• [Work task] Search the listing below for the line containing "filename crates/shared-types/src/investigation.rs". From there through the line containing "a service investigation.", transcribe every line exactly, both ends included.

*** Begin section ***

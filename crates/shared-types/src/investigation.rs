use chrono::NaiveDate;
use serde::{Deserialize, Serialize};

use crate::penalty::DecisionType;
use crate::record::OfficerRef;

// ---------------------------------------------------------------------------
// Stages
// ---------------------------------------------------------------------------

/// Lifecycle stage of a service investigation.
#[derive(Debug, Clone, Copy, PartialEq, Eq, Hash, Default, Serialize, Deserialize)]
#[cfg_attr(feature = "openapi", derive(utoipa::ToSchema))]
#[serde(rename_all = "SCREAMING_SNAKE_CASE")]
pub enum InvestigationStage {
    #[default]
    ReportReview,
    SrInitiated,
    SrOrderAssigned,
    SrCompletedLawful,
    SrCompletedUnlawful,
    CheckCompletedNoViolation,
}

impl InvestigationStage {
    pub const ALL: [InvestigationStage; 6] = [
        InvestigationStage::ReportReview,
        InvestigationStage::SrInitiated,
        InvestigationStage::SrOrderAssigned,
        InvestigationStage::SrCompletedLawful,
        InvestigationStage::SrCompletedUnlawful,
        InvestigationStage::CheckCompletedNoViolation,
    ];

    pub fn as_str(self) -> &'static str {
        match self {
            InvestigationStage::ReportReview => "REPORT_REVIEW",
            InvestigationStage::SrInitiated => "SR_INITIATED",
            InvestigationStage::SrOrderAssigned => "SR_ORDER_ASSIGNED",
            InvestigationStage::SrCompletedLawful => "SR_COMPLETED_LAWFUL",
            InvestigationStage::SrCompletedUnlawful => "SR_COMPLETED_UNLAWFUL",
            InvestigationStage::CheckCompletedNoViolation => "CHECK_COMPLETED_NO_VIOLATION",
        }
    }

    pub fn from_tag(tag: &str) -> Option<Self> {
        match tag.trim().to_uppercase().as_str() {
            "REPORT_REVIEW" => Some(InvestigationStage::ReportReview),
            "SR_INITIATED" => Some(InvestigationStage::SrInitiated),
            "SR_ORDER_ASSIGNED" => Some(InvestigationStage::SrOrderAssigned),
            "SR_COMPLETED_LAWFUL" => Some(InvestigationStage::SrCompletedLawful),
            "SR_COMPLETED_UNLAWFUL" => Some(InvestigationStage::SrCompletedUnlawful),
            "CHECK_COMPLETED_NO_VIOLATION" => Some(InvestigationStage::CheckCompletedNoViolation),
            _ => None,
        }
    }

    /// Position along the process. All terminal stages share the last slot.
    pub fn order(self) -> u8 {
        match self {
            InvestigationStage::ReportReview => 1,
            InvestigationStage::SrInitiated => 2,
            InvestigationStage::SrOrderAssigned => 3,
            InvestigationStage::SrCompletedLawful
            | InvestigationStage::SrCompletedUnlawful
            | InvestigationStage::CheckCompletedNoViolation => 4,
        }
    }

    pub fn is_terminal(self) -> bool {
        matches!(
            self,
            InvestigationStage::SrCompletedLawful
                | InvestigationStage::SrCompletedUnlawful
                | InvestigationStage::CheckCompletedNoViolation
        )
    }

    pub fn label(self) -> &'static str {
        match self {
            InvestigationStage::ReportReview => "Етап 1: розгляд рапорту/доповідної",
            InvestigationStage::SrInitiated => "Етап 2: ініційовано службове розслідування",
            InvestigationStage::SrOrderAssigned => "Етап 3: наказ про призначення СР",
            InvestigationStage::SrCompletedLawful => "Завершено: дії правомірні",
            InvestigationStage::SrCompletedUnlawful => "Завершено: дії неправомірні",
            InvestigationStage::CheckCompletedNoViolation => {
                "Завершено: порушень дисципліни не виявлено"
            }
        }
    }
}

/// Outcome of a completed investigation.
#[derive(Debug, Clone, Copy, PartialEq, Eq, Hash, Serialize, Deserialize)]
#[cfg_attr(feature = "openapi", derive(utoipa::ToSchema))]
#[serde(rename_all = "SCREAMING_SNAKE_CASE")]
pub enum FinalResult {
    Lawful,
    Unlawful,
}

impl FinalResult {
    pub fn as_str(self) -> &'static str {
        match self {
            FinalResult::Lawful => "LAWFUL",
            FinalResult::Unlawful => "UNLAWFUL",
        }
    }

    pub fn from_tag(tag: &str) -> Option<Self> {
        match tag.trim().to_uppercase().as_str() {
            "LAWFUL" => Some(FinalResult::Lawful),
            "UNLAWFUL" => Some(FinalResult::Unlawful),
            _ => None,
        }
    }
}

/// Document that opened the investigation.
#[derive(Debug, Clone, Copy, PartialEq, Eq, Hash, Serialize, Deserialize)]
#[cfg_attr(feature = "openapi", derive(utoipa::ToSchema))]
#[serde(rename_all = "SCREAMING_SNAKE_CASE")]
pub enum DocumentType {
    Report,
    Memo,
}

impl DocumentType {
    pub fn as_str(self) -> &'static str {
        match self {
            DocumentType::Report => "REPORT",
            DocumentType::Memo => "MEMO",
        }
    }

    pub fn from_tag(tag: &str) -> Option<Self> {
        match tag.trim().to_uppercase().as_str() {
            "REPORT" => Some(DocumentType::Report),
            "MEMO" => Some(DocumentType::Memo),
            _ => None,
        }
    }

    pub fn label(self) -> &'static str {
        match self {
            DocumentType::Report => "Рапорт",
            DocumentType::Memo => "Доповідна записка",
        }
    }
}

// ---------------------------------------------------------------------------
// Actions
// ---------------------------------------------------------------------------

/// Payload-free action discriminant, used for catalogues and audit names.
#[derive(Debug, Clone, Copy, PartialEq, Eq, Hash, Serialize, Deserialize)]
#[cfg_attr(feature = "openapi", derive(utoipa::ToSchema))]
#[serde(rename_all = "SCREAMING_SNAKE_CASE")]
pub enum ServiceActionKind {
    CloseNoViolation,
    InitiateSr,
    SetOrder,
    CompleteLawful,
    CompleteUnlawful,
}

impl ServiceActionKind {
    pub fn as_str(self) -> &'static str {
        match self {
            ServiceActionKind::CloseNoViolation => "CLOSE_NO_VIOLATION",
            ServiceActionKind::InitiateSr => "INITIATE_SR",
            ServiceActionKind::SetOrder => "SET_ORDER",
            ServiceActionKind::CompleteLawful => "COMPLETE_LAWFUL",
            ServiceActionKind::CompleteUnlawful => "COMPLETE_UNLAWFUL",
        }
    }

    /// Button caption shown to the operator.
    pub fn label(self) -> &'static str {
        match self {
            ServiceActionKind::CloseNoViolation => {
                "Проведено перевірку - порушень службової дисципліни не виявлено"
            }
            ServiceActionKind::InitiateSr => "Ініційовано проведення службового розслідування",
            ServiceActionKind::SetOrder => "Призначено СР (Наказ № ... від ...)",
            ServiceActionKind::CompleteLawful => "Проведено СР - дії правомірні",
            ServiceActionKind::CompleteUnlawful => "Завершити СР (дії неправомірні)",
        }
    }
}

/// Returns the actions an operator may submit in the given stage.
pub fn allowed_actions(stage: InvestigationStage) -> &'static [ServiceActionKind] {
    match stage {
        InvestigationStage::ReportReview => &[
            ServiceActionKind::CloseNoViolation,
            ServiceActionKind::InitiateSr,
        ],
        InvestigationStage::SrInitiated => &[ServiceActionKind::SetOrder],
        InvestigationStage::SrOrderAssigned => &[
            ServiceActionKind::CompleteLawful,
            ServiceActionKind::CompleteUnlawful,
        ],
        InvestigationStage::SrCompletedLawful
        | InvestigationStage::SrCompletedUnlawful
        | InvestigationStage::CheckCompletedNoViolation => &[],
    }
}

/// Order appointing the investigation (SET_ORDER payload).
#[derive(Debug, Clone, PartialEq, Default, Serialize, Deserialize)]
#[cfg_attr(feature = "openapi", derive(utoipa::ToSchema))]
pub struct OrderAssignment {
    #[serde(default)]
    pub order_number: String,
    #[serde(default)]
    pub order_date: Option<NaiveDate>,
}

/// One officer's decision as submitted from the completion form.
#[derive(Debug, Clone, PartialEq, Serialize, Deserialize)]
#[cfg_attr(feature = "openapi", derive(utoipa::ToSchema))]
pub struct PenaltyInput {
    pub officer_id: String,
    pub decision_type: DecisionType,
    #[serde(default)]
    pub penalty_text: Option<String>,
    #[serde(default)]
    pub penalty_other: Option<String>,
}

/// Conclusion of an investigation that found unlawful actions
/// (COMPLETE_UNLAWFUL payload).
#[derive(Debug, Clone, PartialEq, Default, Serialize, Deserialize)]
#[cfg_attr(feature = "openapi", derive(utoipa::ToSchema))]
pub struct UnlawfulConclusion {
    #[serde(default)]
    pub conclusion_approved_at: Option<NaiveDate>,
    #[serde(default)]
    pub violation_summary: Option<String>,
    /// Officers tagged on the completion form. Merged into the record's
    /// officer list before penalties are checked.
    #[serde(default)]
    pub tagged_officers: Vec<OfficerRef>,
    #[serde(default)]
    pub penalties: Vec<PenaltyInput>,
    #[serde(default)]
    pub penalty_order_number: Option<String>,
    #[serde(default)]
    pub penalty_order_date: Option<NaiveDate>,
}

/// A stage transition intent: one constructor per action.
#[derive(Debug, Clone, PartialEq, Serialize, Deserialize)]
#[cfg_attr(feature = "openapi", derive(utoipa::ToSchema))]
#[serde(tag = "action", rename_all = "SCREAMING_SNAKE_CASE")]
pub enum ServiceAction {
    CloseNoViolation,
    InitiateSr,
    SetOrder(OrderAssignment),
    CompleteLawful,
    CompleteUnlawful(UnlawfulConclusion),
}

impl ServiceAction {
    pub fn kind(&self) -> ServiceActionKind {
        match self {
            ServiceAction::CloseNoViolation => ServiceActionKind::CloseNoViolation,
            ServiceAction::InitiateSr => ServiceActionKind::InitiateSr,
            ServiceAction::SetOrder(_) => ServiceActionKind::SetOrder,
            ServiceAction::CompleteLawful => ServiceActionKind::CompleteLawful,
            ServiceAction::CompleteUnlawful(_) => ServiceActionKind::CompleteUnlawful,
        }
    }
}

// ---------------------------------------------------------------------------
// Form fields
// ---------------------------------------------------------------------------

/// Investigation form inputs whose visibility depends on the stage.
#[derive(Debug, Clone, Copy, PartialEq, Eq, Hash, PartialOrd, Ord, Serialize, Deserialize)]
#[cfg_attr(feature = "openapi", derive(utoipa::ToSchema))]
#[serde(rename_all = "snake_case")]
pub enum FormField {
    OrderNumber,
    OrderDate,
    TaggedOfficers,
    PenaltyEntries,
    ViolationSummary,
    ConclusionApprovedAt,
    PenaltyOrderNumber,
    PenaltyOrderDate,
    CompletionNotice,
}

*** End section ***
*** Begin section ***

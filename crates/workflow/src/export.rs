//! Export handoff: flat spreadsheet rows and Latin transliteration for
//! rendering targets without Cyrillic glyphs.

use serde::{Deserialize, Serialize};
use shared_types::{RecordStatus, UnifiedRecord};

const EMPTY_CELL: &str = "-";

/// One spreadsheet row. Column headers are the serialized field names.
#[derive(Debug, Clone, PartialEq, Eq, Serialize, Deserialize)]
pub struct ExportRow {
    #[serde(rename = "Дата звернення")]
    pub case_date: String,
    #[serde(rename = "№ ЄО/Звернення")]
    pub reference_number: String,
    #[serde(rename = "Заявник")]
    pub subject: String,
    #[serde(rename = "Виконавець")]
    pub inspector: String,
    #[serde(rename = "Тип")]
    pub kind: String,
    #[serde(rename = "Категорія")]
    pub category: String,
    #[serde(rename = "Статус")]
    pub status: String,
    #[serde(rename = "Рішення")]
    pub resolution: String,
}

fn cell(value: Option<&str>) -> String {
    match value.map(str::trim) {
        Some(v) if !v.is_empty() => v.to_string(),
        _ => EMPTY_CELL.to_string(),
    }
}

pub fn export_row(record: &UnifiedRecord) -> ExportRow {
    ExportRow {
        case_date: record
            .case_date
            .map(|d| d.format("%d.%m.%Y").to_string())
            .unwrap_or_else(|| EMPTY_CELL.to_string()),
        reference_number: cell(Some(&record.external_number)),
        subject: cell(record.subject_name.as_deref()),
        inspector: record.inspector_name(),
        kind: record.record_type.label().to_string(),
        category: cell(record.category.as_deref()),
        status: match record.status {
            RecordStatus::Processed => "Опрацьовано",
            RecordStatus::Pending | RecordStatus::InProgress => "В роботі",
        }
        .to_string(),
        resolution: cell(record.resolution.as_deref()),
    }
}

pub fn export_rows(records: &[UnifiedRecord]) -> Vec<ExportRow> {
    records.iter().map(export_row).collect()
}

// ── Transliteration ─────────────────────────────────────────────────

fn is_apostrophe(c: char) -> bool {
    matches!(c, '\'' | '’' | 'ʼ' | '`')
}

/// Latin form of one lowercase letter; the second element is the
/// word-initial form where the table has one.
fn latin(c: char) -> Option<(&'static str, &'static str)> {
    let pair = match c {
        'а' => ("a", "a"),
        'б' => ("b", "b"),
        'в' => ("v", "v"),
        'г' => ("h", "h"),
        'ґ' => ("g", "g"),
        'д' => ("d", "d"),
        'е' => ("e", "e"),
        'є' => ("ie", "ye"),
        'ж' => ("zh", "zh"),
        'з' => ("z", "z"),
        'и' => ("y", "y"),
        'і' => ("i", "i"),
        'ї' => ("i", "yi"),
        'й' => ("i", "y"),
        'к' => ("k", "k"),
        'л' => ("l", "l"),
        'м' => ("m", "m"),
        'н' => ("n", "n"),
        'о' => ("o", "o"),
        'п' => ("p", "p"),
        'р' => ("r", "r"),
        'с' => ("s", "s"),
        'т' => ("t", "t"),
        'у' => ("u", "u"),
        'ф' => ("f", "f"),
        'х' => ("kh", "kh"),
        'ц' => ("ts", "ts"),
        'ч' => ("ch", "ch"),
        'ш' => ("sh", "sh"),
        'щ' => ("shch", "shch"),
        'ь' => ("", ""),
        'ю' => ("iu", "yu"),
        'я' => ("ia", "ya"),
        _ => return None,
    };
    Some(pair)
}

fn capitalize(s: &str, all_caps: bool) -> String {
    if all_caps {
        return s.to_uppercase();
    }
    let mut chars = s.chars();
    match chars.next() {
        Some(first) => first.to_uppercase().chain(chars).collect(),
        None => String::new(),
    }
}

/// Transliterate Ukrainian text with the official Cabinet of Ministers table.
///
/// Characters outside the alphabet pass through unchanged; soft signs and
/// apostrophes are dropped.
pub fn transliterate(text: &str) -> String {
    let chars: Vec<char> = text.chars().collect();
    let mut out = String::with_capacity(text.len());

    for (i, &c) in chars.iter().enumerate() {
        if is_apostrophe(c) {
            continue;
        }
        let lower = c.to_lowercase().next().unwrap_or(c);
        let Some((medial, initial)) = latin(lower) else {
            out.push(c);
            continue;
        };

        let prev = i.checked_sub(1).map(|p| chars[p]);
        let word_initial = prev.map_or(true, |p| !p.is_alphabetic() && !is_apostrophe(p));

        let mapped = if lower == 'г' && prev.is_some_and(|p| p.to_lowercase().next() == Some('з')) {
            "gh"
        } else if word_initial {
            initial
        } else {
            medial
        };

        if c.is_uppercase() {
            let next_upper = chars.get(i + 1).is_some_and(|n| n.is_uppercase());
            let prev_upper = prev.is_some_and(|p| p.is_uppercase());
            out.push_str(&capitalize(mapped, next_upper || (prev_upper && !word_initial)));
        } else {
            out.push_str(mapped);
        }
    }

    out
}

*** End section ***

• [Answer for this exercise]
filename crates/shared-types/src/investigation.rs
use chrono::NaiveDate;
use serde::{Deserialize, Serialize};

use crate::penalty::DecisionType;
use crate::record::OfficerRef;

// ---------------------------------------------------------------------------
// Stages
// ---------------------------------------------------------------------------

/// Lifecycle stage of a service investigation.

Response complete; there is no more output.